Third is legitimate religious discussion
Should there be someone out there reading everything from every religious publication, from every church pew bulletin, every evangelical publication, plus Mission publications, plus Christian News, plus plus plus ….. the question then becomes how much of that might be deemed legitimate religious discussion.
Those who have the skills and wherewithal to weaponise anti-discrimination legislation against someone expression such religious opinion and discussion, the costs involved to protect themselves might well, in effect, mean closing-up-shop of many of these.

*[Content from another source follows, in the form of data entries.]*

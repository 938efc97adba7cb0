//! Integration tests for the athlete health service.
//!
//! Most tests drive the full HTTP router over the in-memory store.
//! Tests marked `#[ignore]` talk to a real hosted database and need
//! SUPABASE_URL and SUPABASE_KEY.
//! Run with: cargo test --test integration -- --ignored

use std::sync::Arc;

use axum::body::Body;
use axum::http::{Request, StatusCode};
use axum::response::Response;
use axum::Router;
use chrono::{Duration, SecondsFormat, Utc};
use pretty_assertions::assert_eq;
use serde_json::{json, Value};
use tokio_test::{assert_err, assert_ok};
use tower::ServiceExt;

use athlete_health::api::{create_router, AppState};
use athlete_health::config::{Config, StoreBackend};
use athlete_health::service::ReportService;
use athlete_health::status::HealthStatus;
use athlete_health::store::{Collection, MemoryStore, Operation, Query, RestStore, Store};
use athlete_health::ServiceError;

fn record(value: Value) -> serde_json::Map<String, Value> {
    value.as_object().cloned().expect("object literal")
}

/// Store with two athletes on team `t1` and one on `t2`.
fn seeded_store() -> MemoryStore {
    let store = MemoryStore::new();
    for (id, team) in [("a1", "t1"), ("a2", "t1"), ("a3", "t2")] {
        store.seed(
            Collection::Athletes,
            record(json!({
                "id": id,
                "team_id": team,
                "status": "Healthy",
                "injury_date": null,
                "estimated_recovery_date": null,
            })),
        );
    }
    store
}

fn app(store: &MemoryStore) -> Router {
    let service = ReportService::new(Arc::new(store.clone()));
    create_router(AppState::new(service))
}

async fn send(app: &Router, request: Request<Body>) -> (StatusCode, Value) {
    let response: Response = app.clone().oneshot(request).await.expect("router call");
    let status = response.status();
    let bytes = axum::body::to_bytes(response.into_body(), usize::MAX)
        .await
        .expect("body");
    let body = if bytes.is_empty() {
        Value::Null
    } else {
        serde_json::from_slice(&bytes).unwrap_or(Value::Null)
    };
    (status, body)
}

fn get(uri: &str) -> Request<Body> {
    Request::builder().uri(uri).body(Body::empty()).unwrap()
}

fn post_report(user_id: &str, answers: Value) -> Request<Body> {
    Request::builder()
        .method("POST")
        .uri("/api/health/report")
        .header("content-type", "application/json")
        .body(Body::from(
            json!({"user_id": user_id, "answers_list": answers}).to_string(),
        ))
        .unwrap()
}

#[tokio::test]
async fn test_report_lifecycle() {
    let store = seeded_store();
    let app = app(&store);

    // Restrict a1 from training and competing
    let (status, body) = send(
        &app,
        post_report(
            "a1",
            json!({
                "injured": "Yes",
                "expected_outage": "14+ days",
                "missed_activity": "Training & Competing",
                "injury_location": "knee",
            }),
        ),
    )
    .await;
    assert_eq!(status, StatusCode::CREATED);
    assert_eq!(body["status"], json!("No training or competing"));

    let (status, body) = send(&app, get("/api/health/status/a1")).await;
    assert_eq!(status, StatusCode::OK);
    assert_eq!(body["health_status"], json!("No training or competing"));
    assert!(body["injury_date"].is_string());
    assert!(body["estimated_recovery_date"].is_string());

    // Team view reflects the restriction
    let (status, body) = send(&app, get("/api/teams/t1/health")).await;
    assert_eq!(status, StatusCode::OK);
    assert_eq!(body["num_athletes"], json!(2));
    assert_eq!(body["healthy_athletes"], json!(1));
    assert_eq!(body["red_athletes"], json!(1));
    assert_eq!(body["amber_athletes"], json!(0));
    assert_eq!(body["available_to_compete"], json!(1));
    assert_eq!(body["available_to_train"], json!(1));

    // A follow-up healthy report clears the dates
    let (status, body) = send(&app, post_report("a1", json!({"injured": "No"}))).await;
    assert_eq!(status, StatusCode::CREATED);
    assert_eq!(body["status"], json!("Healthy"));

    let (_, body) = send(&app, get("/api/health/status/a1")).await;
    assert_eq!(body["health_status"], json!("Healthy"));
    assert_eq!(body["injury_date"], Value::Null);
    assert_eq!(body["estimated_recovery_date"], Value::Null);

    // Both reports were stored with their answers
    let (status, body) = send(&app, get("/api/health/reports/a1")).await;
    assert_eq!(status, StatusCode::OK);
    let reports = body["reports"].as_array().expect("reports array");
    assert_eq!(reports.len(), 2);
    assert!(reports.iter().any(|r| r["injury_location"] == json!("knee")));

    // Two reports today break the streak
    let (status, body) = send(&app, get("/api/health/stats/a1")).await;
    assert_eq!(status, StatusCode::OK);
    assert_eq!(body["report_count"], json!(2));
    assert_eq!(body["consecutive_reports"], json!(0));
}

#[tokio::test]
async fn test_single_report_today_has_streak_of_one() {
    let store = seeded_store();
    let app = app(&store);

    let (status, _) = send(&app, post_report("a2", json!({}))).await;
    assert_eq!(status, StatusCode::CREATED);

    let (_, body) = send(&app, get("/api/health/stats/a2")).await;
    assert_eq!(body["report_count"], json!(1));
    assert_eq!(body["consecutive_reports"], json!(1));
}

#[tokio::test]
async fn test_stats_for_athlete_without_reports() {
    let store = seeded_store();
    let app = app(&store);

    let (status, body) = send(&app, get("/api/health/stats/a3")).await;
    assert_eq!(status, StatusCode::OK);
    assert_eq!(body, json!({"report_count": 0, "consecutive_reports": 0}));
}

#[tokio::test]
async fn test_history_since_and_limit() {
    let store = seeded_store();
    let now = Utc::now();
    for days_ago in [0i64, 3, 10] {
        let created = (now - Duration::days(days_ago)).to_rfc3339_opts(SecondsFormat::Micros, false);
        store.seed(
            Collection::Reports,
            record(json!({
                "id": format!("r{}", days_ago),
                "athlete_id": "a3",
                "created_at": created,
                "comments": format!("{} days ago", days_ago),
            })),
        );
    }
    let app = app(&store);

    let since = (now - Duration::days(5)).date_naive();
    let (status, body) = send(
        &app,
        get(&format!("/api/health/reports/a3?since={}", since)),
    )
    .await;
    assert_eq!(status, StatusCode::OK);
    let ids: Vec<&str> = body["reports"]
        .as_array()
        .unwrap()
        .iter()
        .filter_map(|r| r["id"].as_str())
        .collect();
    assert_eq!(ids, vec!["r0", "r3"]);

    let (_, body) = send(&app, get("/api/health/reports/a3?limit=1")).await;
    assert_eq!(body["reports"].as_array().unwrap().len(), 1);
    assert_eq!(body["reports"][0]["id"], json!("r0"));

    let (status, _) = send(&app, get("/api/health/reports/a3?since=yesterday")).await;
    assert_eq!(status, StatusCode::BAD_REQUEST);
}

#[tokio::test]
async fn test_malformed_report_changes_nothing() {
    let store = seeded_store();
    let app = app(&store);

    let (status, body) = send(
        &app,
        post_report(
            "a1",
            json!({"expected_outage": "a few days", "missed_activity": "Competing Only"}),
        ),
    )
    .await;
    assert_eq!(status, StatusCode::BAD_REQUEST);
    assert!(body["error"].is_string());

    assert!(store.records(Collection::Reports).is_empty());
    let (_, body) = send(&app, get("/api/health/status/a1")).await;
    assert_eq!(body["health_status"], json!("Healthy"));
}

#[tokio::test]
async fn test_failed_status_update_stores_no_report() {
    let store = seeded_store();
    store.fail(Operation::Update);
    let app = app(&store);

    let (status, _) = send(
        &app,
        post_report(
            "a1",
            json!({"expected_outage": "7 days", "missed_activity": "Competing Only"}),
        ),
    )
    .await;
    assert_eq!(status, StatusCode::BAD_GATEWAY);
    assert!(store.records(Collection::Reports).is_empty());
}

#[tokio::test]
async fn test_failed_report_insert_keeps_status() {
    let store = seeded_store();
    store.fail(Operation::Insert);
    let app = app(&store);

    let (status, _) = send(
        &app,
        post_report(
            "a2",
            json!({"expected_outage": "7 days", "missed_activity": "Competing Only"}),
        ),
    )
    .await;
    assert_eq!(status, StatusCode::BAD_GATEWAY);

    // Status update landed before the insert failed
    let (_, body) = send(&app, get("/api/health/status/a2")).await;
    assert_eq!(body["health_status"], json!("No competing"));
    assert!(store.records(Collection::Reports).is_empty());

    // Store recovers; next report goes through
    store.recover(Operation::Insert);
    let (status, _) = send(&app, post_report("a2", json!({}))).await;
    assert_eq!(status, StatusCode::CREATED);
    assert_eq!(store.records(Collection::Reports).len(), 1);
}

#[tokio::test]
async fn test_service_errors_without_router() {
    let store = seeded_store();
    let service = ReportService::new(Arc::new(store.clone()));

    assert_ok!(service.athlete_status("a1").await);
    let err = assert_err!(service.athlete_status("ghost").await);
    assert!(matches!(err, ServiceError::NotFound { .. }));

    store.fail(Operation::Fetch);
    let err = assert_err!(service.team_health("t1").await);
    assert!(err.is_persistence());
    assert!(!service.ping().await);
}

#[tokio::test]
async fn test_unknown_route_is_404() {
    let store = seeded_store();
    let app = app(&store);

    let (status, _) = send(&app, get("/api/nothing")).await;
    assert_eq!(status, StatusCode::NOT_FOUND);
}

/// Get a REST store config from environment.
fn rest_config() -> Option<Config> {
    dotenvy::dotenv().ok();

    let supabase_url = std::env::var("SUPABASE_URL").ok()?;
    let supabase_key = std::env::var("SUPABASE_KEY").ok()?;
    if supabase_url.is_empty() || supabase_key.is_empty() {
        return None;
    }

    Some(Config {
        store_backend: StoreBackend::Rest,
        supabase_url: Some(supabase_url),
        supabase_key: Some(supabase_key),
        ..Config::default()
    })
}

/// Test that the hosted athletes table answers a bounded query.
#[tokio::test]
#[ignore = "requires SUPABASE_URL and SUPABASE_KEY"]
async fn test_rest_fetch_athletes() {
    let config = match rest_config() {
        Some(c) => c,
        None => {
            println!("Skipping: SUPABASE_URL or SUPABASE_KEY not set");
            return;
        }
    };

    let store = RestStore::from_config(&config).expect("store");
    let rows = store
        .fetch(Collection::Athletes, &Query::new().limit(5))
        .await
        .expect("fetch athletes");
    assert!(rows.len() <= 5);

    for row in rows {
        if let Some(status) = row.get("status").and_then(Value::as_str) {
            assert!(status.parse::<HealthStatus>().is_ok(), "unknown status {}", status);
        }
    }
}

So the question remains, how much might our young writers be at risk along with every other such religious writer or publication. Even the (little old) widowed lady who has been doing the local parish ‘pew bulletin’ for many years.
This legislation is critical
For our young writers, to be sure, to be safe, is paramount that this anti-religious-discrimination is now imperative. The Federal election may well determine whether such ‘religious’ protections will come to fruition.
Dr Mark Tronson is a Baptist minister (retired) who served as the Australian cricket team chaplain for 17 years (2000 ret) and established Life After Cricket in 2001. He was recognised by the Olympic Ministry Medal in 2009 presented by Carl Lewis Olympian of the Century. He mentors young writers and has written 24 books, and enjoys writing. He is married to Delma, with four adult children and grand-children. Dr Tronson writes a daily article for Christian Today Australia (since 2008) and in November 2016 established Christian Today New Zealand.